In My Diary 25 May 2010

After the long drought, the gentle wind is finally blowing this way.

Tish is tinkering the piano keys again.  BioChem had given her a summer thrill.

Jean is still working her 360 hour practicum at the PICC.  Reservations, Marketing, Events – at long last, she is listening to what I had been painstakingly advising her.  No job around these fields for her.  A little challenge and a lot more of life is more like Jean. Let’s see…

Max Goldsborough, Tita Cora’s 2nd child and my first cousin, had paid us a two day visit from New Jersey. He’s got his wife who hails from Sariaya, Quezon, and two children Josh and Jiggy here for a three week vacation.  We had a most enjoyable time with him – checked them in at Regalia Towers in Cubao with Ninang Bay, treated them to a sumptuous eat-all-u-can, not to mention KFC and Jollibee and Chowking, gave him a quick tour of Marikina, UP, UST, Intramuros, Luneta and MOA.  He said he’d come back.

Cousin Angel is engaged to be married to Bruce of New Zealand.

Cousin Erwin and family are in Japan for a fortnight.

Little Ardee is sad.  His mommy is packing things up for a scheduled C-section for his kid brother. Well, the sadness will pass….

The Son Rises

The national elections is over.  Eight hours after the beginning of the transition of the votes, Noynoy Aquino’s tally had apparently put him into the highest office in the land, the presidency of the Philippines.

Who is Noynoy?  What do we really know about him?  Except knowing that he is the lone son of Ninoy, the genius and the martyr, and Cory, the widow in yellow and the homemaker who became president, the other news worthy of putting him in the limelight is his disgust over youngest sister Kris’ scandalous affairs.

But the campaign had given us a glimpse of the man, 50 years old and single, a music lover, a rapper actually, and a heavy cigarette smoker.  He had been in politics for the longest time of his life, but his senatorial stint had more or less paled compared to the intensity his father had shown in the august chamber before the grim, dark years of Martial Law.
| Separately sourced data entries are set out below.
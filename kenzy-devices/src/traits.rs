//! Trait boundaries for collaborators that are out of scope for the core
//! runtime (the ML/NLU model internals). Each ships a `Null*`/`Stub*` test
//! double so device control flow can be exercised without a real model,
//! matching the teacher's own `FileProvider` trait-with-test-double shape.

use std::time::Duration;

use async_trait::async_trait;
use kenzy_bus::Context;
use kenzy_registry::AskCallback;

/// The microphone, or whatever stands in for it. Out of scope the same way
/// the model backends are: a real implementation talks to `cpal` or similar,
/// which this crate has no opinion on.
#[async_trait]
pub trait AudioSource: Send + Sync {
    /// Blocks until a frame is available, or returns `None` if the source
    /// has been closed.
    async fn next_frame(&self) -> Option<Vec<i16>>;
}

/// The camera, or whatever stands in for it.
#[async_trait]
pub trait VideoSource: Send + Sync {
    async fn next_frame(&self) -> Option<Vec<u8>>;
}

/// Detects a wake phrase in a chunk of PCM audio.
#[async_trait]
pub trait WakeDetector: Send + Sync {
    async fn detect(&self, frame: &[i16]) -> bool;
}

/// Converts captured, VAD-triggered audio into text.
#[async_trait]
pub trait Transcriber: Send + Sync {
    async fn transcribe(&self, audio: &[i16]) -> anyhow::Result<String>;
}

/// Synthesizes speech audio for a line of text, returning raw PCM samples.
#[async_trait]
pub trait Synthesizer: Send + Sync {
    async fn synthesize(&self, text: &str) -> anyhow::Result<Vec<i16>>;
}

/// Matches free text against registered skill intents.
#[async_trait]
pub trait IntentMatcher: Send + Sync {
    async fn match_intent(&self, text: &str) -> Option<MatchedIntent>;
}

#[derive(Debug, Clone)]
pub struct MatchedIntent {
    pub skill_name: String,
    pub intent: String,
    pub confidence: f32,
}

/// What a [`Skill`] can do back to the user once it has matched an intent.
/// A thin façade over the hub's `say`/`play`/`ask` so skills never reach for
/// the bus or ask table directly.
#[async_trait]
pub trait SpeechHandle: Send + Sync {
    async fn say(&self, text: &str);
    async fn play(&self, file_name: &str);

    /// Speaks `text`, then routes whatever the currently-active peer says
    /// next to `callback` instead of through normal intent parsing. The
    /// registration expires after `timeout` if nothing comes back.
    async fn ask(&self, text: &str, callback: AskCallback<Context>, timeout: Duration);
}

/// A skill plugin: registers intents and reacts when matched.
#[async_trait]
pub trait Skill: Send + Sync {
    fn name(&self) -> &str;
    fn description(&self) -> &str;
    async fn handle(&self, intent: &MatchedIntent, text: &str, hub: &dyn SpeechHandle) -> anyhow::Result<()>;
}

#[async_trait]
pub trait MotionDetector: Send + Sync {
    async fn detect(&self, frame: &[u8]) -> bool;
}

#[async_trait]
pub trait ObjectDetector: Send + Sync {
    async fn detect(&self, frame: &[u8]) -> Vec<String>;
}

#[async_trait]
pub trait FaceDetector: Send + Sync {
    async fn detect(&self, frame: &[u8]) -> Vec<String>;
}

/// Fallback verb recipient invoked when skill-manager intent confidence is
/// below threshold.
#[async_trait]
pub trait LlmBackend: Send + Sync {
    async fn complete(&self, prompt: &str) -> anyhow::Result<String>;
}

pub struct NullAudioSource;
#[async_trait]
impl AudioSource for NullAudioSource {
    async fn next_frame(&self) -> Option<Vec<i16>> {
        std::future::pending::<()>().await;
        None
    }
}

pub struct NullVideoSource;
#[async_trait]
impl VideoSource for NullVideoSource {
    async fn next_frame(&self) -> Option<Vec<u8>> {
        std::future::pending::<()>().await;
        None
    }
}

pub struct NullWakeDetector;
#[async_trait]
impl WakeDetector for NullWakeDetector {
    async fn detect(&self, _frame: &[i16]) -> bool {
        false
    }
}

pub struct StubTranscriber {
    pub fixed_text: String,
}
#[async_trait]
impl Transcriber for StubTranscriber {
    async fn transcribe(&self, _audio: &[i16]) -> anyhow::Result<String> {
        Ok(self.fixed_text.clone())
    }
}

pub struct NullSynthesizer;
#[async_trait]
impl Synthesizer for NullSynthesizer {
    async fn synthesize(&self, _text: &str) -> anyhow::Result<Vec<i16>> {
        Ok(Vec::new())
    }
}

pub struct NullIntentMatcher;
#[async_trait]
impl IntentMatcher for NullIntentMatcher {
    async fn match_intent(&self, _text: &str) -> Option<MatchedIntent> {
        None
    }
}

pub struct NullMotionDetector;
#[async_trait]
impl MotionDetector for NullMotionDetector {
    async fn detect(&self, _frame: &[u8]) -> bool {
        false
    }
}

pub struct NullObjectDetector;
#[async_trait]
impl ObjectDetector for NullObjectDetector {
    async fn detect(&self, _frame: &[u8]) -> Vec<String> {
        Vec::new()
    }
}

pub struct NullFaceDetector;
#[async_trait]
impl FaceDetector for NullFaceDetector {
    async fn detect(&self, _frame: &[u8]) -> Vec<String> {
        Vec::new()
    }
}

pub struct StubLlmBackend {
    pub fixed_reply: String,
}
#[async_trait]
impl LlmBackend for StubLlmBackend {
    async fn complete(&self, _prompt: &str) -> anyhow::Result<String> {
        Ok(self.fixed_reply.clone())
    }
}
Noynoy  has definitely garnered a landslide mandate, and yet it seems the political arena wants him to commence his legitimacy as leader of the land by squeezing through the eye of a needle. Now he contends that he will swear his solemn oath, as sacred as laying down one’s life for a people, to the lowly baranggay captain in his hometown.  Why not?  That would not be regal at all, cosidering that showbiz sis Kris will definitely opt for every pomp and circumstance. But Noynoy is a man of few words.  He belongs to those who walk in the shadows instead of the runway.  He lines up for his own vote all sweaty and hot! And not a woe of complaint.

Who cares if he mutters his palabra de honor to someone manning the vicinity of his hometown in the name of peace.  That act will be the forebear of the kapit-bisig his parents launched. The son rises!

Election Blues

I am fearful of what may happen tomorrow. My sister just called up and related how the pcos machines delivered votes for Gibo, the administration bet.  The test had supporters of Bro. Eddie as respondents.  They were surprised when the test ballots came out and showed tallies for Gibo.  The first automation election is most likely rigged.  Six days ago, the flash cards were discovered faulty.  The computer Geeks had adjudged the situation difficult to trouble shoot with less than a week for thousands of memory cards. I can’t help but feel apprehensive!

And last night, my cousin sent me disturbing news that surveys had actually Gibo leading by a landslide.  Where did that come from?  The trending had built up consistently for Noynoy all throughout election campaign.  To say otherwise means the people are being fooled.

But I am going out tomorrow and cast my one vote. Like King David, I am praying that the enemies of the people be delivered to the pits.